Taken from a mid-July Wall Street Journal news story:
Surging optimism in financial markets hasn’t translated into a big pickup in economic growth. Stocks hit records Friday and big U.S. banks reported stronger-than-expected earnings. But new government data showed consumers pulled back spending at mid-year even as markets rallied. Households also grew less optimistic about the future and inflation on consumer purchases softened.
A prominent quant responds:
In the quant language: the physical measure and the risk neutral measure are different, and assign different probabilities to future events... There is really no logical contradiction between predictions based on history and those based on market sentiment.
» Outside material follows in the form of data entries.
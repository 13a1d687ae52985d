//! Opaque identifiers issued by the backend.
//!
//! The backend owns ID generation, so IDs are carried as strings. Numeric IDs
//! in a payload are accepted and stored in their decimal form.

/// Macro to define an opaque, string-backed ID wrapper.
///
/// Creates a newtype wrapper around `String` with:
/// - `Serialize` as a plain string, `Deserialize` from a string or an integer
/// - `Debug`, `Clone`, `PartialEq`, `Eq`, `Hash`, `Display`
/// - `new()`, `as_str()` and `From<&str>` / `From<String>`
///
/// # Example
///
/// ```rust
/// # use am_botanics_core::define_id;
/// define_id!(ReviewId);
///
/// let id = ReviewId::new("66f1c0ffee");
/// assert_eq!(id.as_str(), "66f1c0ffee");
/// ```
#[macro_export]
macro_rules! define_id {
    ($name:ident) => {
        #[derive(Debug, Clone, PartialEq, Eq, Hash, ::serde::Serialize)]
        #[serde(transparent)]
        pub struct $name(String);

        impl $name {
            /// Create a new ID from any string-like value.
            #[must_use]
            pub fn new(id: impl Into<String>) -> Self {
                Self(id.into())
            }

            /// Get the underlying string value.
            #[must_use]
            pub fn as_str(&self) -> &str {
                &self.0
            }
        }

        impl ::core::fmt::Display for $name {
            fn fmt(&self, f: &mut ::core::fmt::Formatter<'_>) -> ::core::fmt::Result {
                f.write_str(&self.0)
            }
        }

        impl From<&str> for $name {
            fn from(id: &str) -> Self {
                Self(id.to_owned())
            }
        }

        impl From<String> for $name {
            fn from(id: String) -> Self {
                Self(id)
            }
        }

        impl<'de> ::serde::Deserialize<'de> for $name {
            fn deserialize<D>(deserializer: D) -> ::core::result::Result<Self, D::Error>
            where
                D: ::serde::Deserializer<'de>,
            {
                #[derive(::serde::Deserialize)]
                #[serde(untagged)]
                enum Raw {
                    Text(String),
                    Number(i64),
                }

                Ok(match Raw::deserialize(deserializer)? {
                    Raw::Text(s) => Self(s),
                    Raw::Number(n) => Self(n.to_string()),
                })
            }
        }
    };
}

define_id!(UserId);

#[cfg(test)]
#[allow(clippy::unwrap_used)]
mod tests {
    use super::*;

    #[test]
    fn test_deserialize_string_id() {
        let id: UserId = serde_json::from_str("\"64a7f0c2e1\"").unwrap();
        assert_eq!(id, UserId::new("64a7f0c2e1"));
    }

    #[test]
    fn test_deserialize_numeric_id() {
        let id: UserId = serde_json::from_str("42").unwrap();
        assert_eq!(id.as_str(), "42");
        assert_eq!(serde_json::to_string(&id).unwrap(), "\"42\"");
    }
}
//! Am-Botanics storefront shell.
//!
//! Composes the route table, the admin gate, lazily loaded page modules and
//! the shared chrome (navbar, footer, contact widget, admin sidebar) on top
//! of the session store from `am-botanics-client`.
//!
//! # Example
//!
//! ```rust,ignore
//! use std::sync::Arc;
//! use am_botanics_client::MemoryTokenStore;
//! use am_botanics_storefront::{History, Shell, StorefrontConfig};
//!
//! let config = StorefrontConfig::from_env()?;
//! let shell = Shell::new(config, Arc::new(MemoryTokenStore::new()), Arc::new(History::new()))?;
//! shell.start();
//!
//! match shell.visit("/admin/orders").await? {
//!     Rendered::View(view) => println!("{}", view.html),
//!     Rendered::Redirect { to } => println!("redirected to {to}"),
//!     Rendered::Superseded => {}
//! }
//! ```

#![cfg_attr(not(test), forbid(unsafe_code))]

pub mod config;
pub mod error;
pub mod gate;
pub mod loading;
pub mod navigation;
pub mod pages;
pub mod preload;
pub mod routes;
pub mod shell;
pub mod views;

pub use config::{ConfigError, SiteConfig, StorefrontConfig};
pub use error::ShellError;
pub use gate::{AdminGate, GateDecision};
pub use loading::{LoadingGuard, LoadingIndicator};
pub use navigation::{History, LOGIN_ROUTE, LoginRedirect, Navigator, is_login_route};
pub use pages::{LoadState, PageContext, PageLoader, PageModule, PageRegistry, loader};
pub use preload::{PRODUCTS_PATH, ProductPreload};
pub use routes::{Chrome, PageId, RouteDescriptor, RouteMatch, RouteTable};
pub use shell::{Rendered, Shell, Startup, View, ViewStatus};
pub use views::{Logo, LogoSize, LogoVariant};
//! Integration tests for login, logout and session rehydration.

use std::sync::Arc;
use std::time::Duration;

use am_botanics_client::{
    ApiClient, ErrorKind, FileTokenStore, LoginFailure, MemoryTokenStore, SessionState,
    SessionStore, TokenStore,
};
use am_botanics_core::TokenSlot;
use am_botanics_integration_tests::{
    ADMIN_EMAIL, ADMIN_PASSWORD, ADMIN_TOKEN, CUSTOMER_EMAIL, CUSTOMER_PASSWORD, CUSTOMER_TOKEN,
    EXPIRED_TOKEN, INVALID_CREDENTIALS, MockBackend, SILENT_FAILURE_EMAIL,
};
use secrecy::{ExposeSecret, SecretString};

fn store(backend: &MockBackend, tokens: Arc<dyn TokenStore>) -> SessionStore {
    let client = ApiClient::new(backend.client_config(), tokens).expect("Failed to build client");
    SessionStore::new(client)
}

fn password(value: &str) -> SecretString {
    SecretString::from(value.to_string())
}

fn user_name(session: &SessionStore) -> Option<String> {
    session.snapshot().user().and_then(|u| u.name.clone())
}

// ============================================================================
// Login
// ============================================================================

#[tokio::test]
async fn test_login_persists_token_and_authenticates() {
    let backend = MockBackend::start().await;
    let tokens = Arc::new(MemoryTokenStore::new());
    let session = store(&backend, tokens.clone());

    let user = session
        .login(ADMIN_EMAIL, password(ADMIN_PASSWORD))
        .await
        .expect("Login failed");

    assert!(user.is_admin());
    assert_eq!(user.id.as_str(), "u-admin");
    assert!(session.is_admin());
    assert_eq!(user_name(&session).as_deref(), Some("Ayesha Khan"));
    let stored = tokens.get(TokenSlot::Admin).expect("Token must be stored");
    assert_eq!(stored.expose_secret(), ADMIN_TOKEN);
}

#[tokio::test]
async fn test_login_rejected_with_server_message() {
    let backend = MockBackend::start().await;
    let tokens = Arc::new(MemoryTokenStore::new());
    let session = store(&backend, tokens.clone());
    session.rehydrate().await;
    let before = session.snapshot();

    let failure = session
        .login(ADMIN_EMAIL, password("wrong"))
        .await
        .expect_err("Wrong password must fail");

    assert_eq!(failure.message, INVALID_CREDENTIALS);
    assert_eq!(failure.kind, Some(ErrorKind::ServerRejected));
    assert_eq!(session.snapshot(), before);
    assert!(tokens.get(TokenSlot::Admin).is_none());
}

#[tokio::test]
async fn test_login_without_server_message_uses_fallback() {
    let backend = MockBackend::start().await;
    let session = store(&backend, Arc::new(MemoryTokenStore::new()));

    let failure = session
        .login(SILENT_FAILURE_EMAIL, password("anything"))
        .await
        .expect_err("Server error must fail");

    assert_eq!(failure.message, LoginFailure::FALLBACK_MESSAGE);
    assert_eq!(failure.kind, Some(ErrorKind::ServerRejected));
}

#[tokio::test]
async fn test_malformed_email_never_reaches_backend() {
    let backend = MockBackend::start().await;
    let session = store(&backend, Arc::new(MemoryTokenStore::new()));

    let failure = session
        .login("not-an-email", password(ADMIN_PASSWORD))
        .await
        .expect_err("Malformed email must fail");

    assert_eq!(failure.kind, Some(ErrorKind::ValidationFailure));
    assert_eq!(backend.login_calls(), 0);
}

#[tokio::test]
async fn test_customer_login_is_not_admin() {
    let backend = MockBackend::start().await;
    let session = store(&backend, Arc::new(MemoryTokenStore::new()));

    let user = session
        .login(CUSTOMER_EMAIL, password(CUSTOMER_PASSWORD))
        .await
        .expect("Login failed");

    assert!(!user.is_admin());
    assert!(session.snapshot().is_authenticated());
    assert!(!session.is_admin());
}

// ============================================================================
// Logout
// ============================================================================

#[tokio::test]
async fn test_logout_is_local() {
    let backend = MockBackend::start().await;
    let tokens = Arc::new(MemoryTokenStore::new());
    let session = store(&backend, tokens.clone());
    session
        .login(ADMIN_EMAIL, password(ADMIN_PASSWORD))
        .await
        .expect("Login failed");
    let calls_before = backend.me_calls() + backend.login_calls();

    session.logout();

    assert_eq!(session.snapshot().state, SessionState::Anonymous);
    assert!(tokens.get(TokenSlot::Admin).is_none());
    assert_eq!(backend.me_calls() + backend.login_calls(), calls_before);
}

// ============================================================================
// Rehydration
// ============================================================================

#[tokio::test]
async fn test_rehydrate_without_token_skips_network() {
    let backend = MockBackend::start().await;
    let session = store(&backend, Arc::new(MemoryTokenStore::new()));
    assert!(session.snapshot().loading());

    let snapshot = session.rehydrate().await;

    assert_eq!(snapshot.state, SessionState::Anonymous);
    assert_eq!(backend.me_calls(), 0);
}

#[tokio::test]
async fn test_rehydrate_with_valid_token() {
    let backend = MockBackend::start().await;
    let tokens = Arc::new(MemoryTokenStore::with_token(TokenSlot::Admin, ADMIN_TOKEN));
    let session = store(&backend, tokens);

    session.start();
    let snapshot = session.wait_until_settled().await;

    assert!(snapshot.is_admin());
    assert_eq!(snapshot.user().map(|u| u.id.as_str()), Some("u-admin"));
    assert_eq!(backend.me_calls(), 1);
    assert_eq!(
        backend.auth_headers("/api/auth/me"),
        vec![Some(format!("Bearer {ADMIN_TOKEN}"))]
    );
}

#[tokio::test]
async fn test_rehydrate_keeps_token_when_user_has_both_ids() {
    let backend = MockBackend::start().await;
    let tokens = Arc::new(MemoryTokenStore::with_token(TokenSlot::Admin, ADMIN_TOKEN));
    let session = store(&backend, tokens.clone());

    let snapshot = session.rehydrate().await;

    assert!(snapshot.is_admin());
    let kept = tokens.get(TokenSlot::Admin).expect("Token must be kept");
    assert_eq!(kept.expose_secret(), ADMIN_TOKEN);
}

#[tokio::test]
async fn test_customer_token_alone_is_not_rehydrated() {
    let backend = MockBackend::start().await;
    let tokens = Arc::new(MemoryTokenStore::with_token(TokenSlot::Customer, CUSTOMER_TOKEN));
    let session = store(&backend, tokens.clone());

    session.start();
    let snapshot = session.wait_until_settled().await;

    assert_eq!(snapshot.state, SessionState::Anonymous);
    assert_eq!(backend.me_calls(), 0);
    let kept = tokens.get(TokenSlot::Customer).expect("Customer token must be kept");
    assert_eq!(kept.expose_secret(), CUSTOMER_TOKEN);
}

#[tokio::test]
async fn test_expired_token_cleared_at_startup() {
    let backend = MockBackend::start().await;
    let tokens = Arc::new(MemoryTokenStore::with_token(TokenSlot::Admin, EXPIRED_TOKEN));
    let session = store(&backend, tokens.clone());

    let snapshot = session.rehydrate().await;

    assert_eq!(snapshot.state, SessionState::Anonymous);
    assert_eq!(backend.me_calls(), 1);
    assert!(tokens.get(TokenSlot::Admin).is_none());
}

#[tokio::test]
async fn test_revoked_token_cleared_at_startup() {
    let backend = MockBackend::start().await;
    backend.revoke(ADMIN_TOKEN);
    let tokens = Arc::new(MemoryTokenStore::with_token(TokenSlot::Admin, ADMIN_TOKEN));
    let session = store(&backend, tokens.clone());

    let snapshot = session.rehydrate().await;

    assert!(!snapshot.is_authenticated());
    assert!(tokens.get(TokenSlot::Admin).is_none());
}

#[tokio::test]
async fn test_session_survives_restart_with_file_store() {
    let backend = MockBackend::start().await;
    let dir = tempfile::tempdir().expect("Failed to create temp dir");
    let path = dir.path().join("tokens.json");

    let first = store(&backend, Arc::new(FileTokenStore::new(&path)));
    first
        .login(ADMIN_EMAIL, password(ADMIN_PASSWORD))
        .await
        .expect("Login failed");
    drop(first);

    let second = store(&backend, Arc::new(FileTokenStore::new(&path)));
    let snapshot = second.rehydrate().await;

    assert!(snapshot.is_admin());
    assert_eq!(backend.me_calls(), 1);
}

// ============================================================================
// Login racing rehydration
// ============================================================================

#[tokio::test]
async fn test_rehydration_resolving_last_wins() {
    let backend = MockBackend::start().await;
    backend.set_me_delay(Duration::from_millis(300));
    let tokens = Arc::new(MemoryTokenStore::with_token(TokenSlot::Admin, ADMIN_TOKEN));
    let session = store(&backend, tokens.clone());

    let (rehydrated, login) = tokio::join!(
        session.rehydrate(),
        session.login(CUSTOMER_EMAIL, password(CUSTOMER_PASSWORD)),
    );
    login.expect("Login failed");

    assert!(rehydrated.is_admin());
    let user = session.snapshot().user().cloned().expect("Session must be set");
    assert_eq!(user.name.as_deref(), Some("Ayesha Khan"));
    assert!(!user.profile.contains_key("phone"));
    // The login's token stays in the slot; the next /me call settles it.
    let stored = tokens.get(TokenSlot::Admin).expect("Token must be stored");
    assert_eq!(stored.expose_secret(), CUSTOMER_TOKEN);
}

#[tokio::test]
async fn test_login_resolving_last_wins() {
    let backend = MockBackend::start().await;
    backend.set_login_delay(Duration::from_millis(300));
    let tokens = Arc::new(MemoryTokenStore::with_token(TokenSlot::Admin, ADMIN_TOKEN));
    let session = store(&backend, tokens.clone());

    let (_, login) = tokio::join!(
        session.rehydrate(),
        session.login(CUSTOMER_EMAIL, password(CUSTOMER_PASSWORD)),
    );
    login.expect("Login failed");

    let user = session.snapshot().user().cloned().expect("Session must be set");
    assert_eq!(user.name.as_deref(), Some("Bilal Ahmed"));
    assert!(!user.is_admin());
    let stored = tokens.get(TokenSlot::Admin).expect("Token must be stored");
    assert_eq!(stored.expose_secret(), CUSTOMER_TOKEN);
}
Can someone elaborate a bit on what exactly this means, how it should be interpreted, and what it tells us about the future? I am familiar with risk-neutral pricing theory, but thinking about a real-world story like this one makes me quite confused.
Answer
You can price an asset paying $X_{t+1}$ in two ways: $$P_t=\frac{1}{R_f}\sum_{\omega} Q(\omega)X_{t+1}(\omega)$$ $$P_t=\sum_{\omega} P(\omega)M_{t+1}(\omega)X_{t+1}(\omega)$$ As you can see, the price is making a joint statement (i.e. you can recover $Q(\omega)$) regarding both the probability of an event $P(\omega)$ and how much people dislike that event, i.e. the discount factor $M_{t+1}(\omega)$. If I ask you to price an umbrella, not only the price reflects the likelihood that tomorrow is going to rain (i.e. $P(rain)$) but how much you dislike being under the rain without an umbrella (i.e., $M_{t+1}(rain)$). Therefore, when you observe the price of umbrellas going up, is it because it is more likely to rain or because people dislike more taking a shower? Unfortunately, so far there is no way to tell!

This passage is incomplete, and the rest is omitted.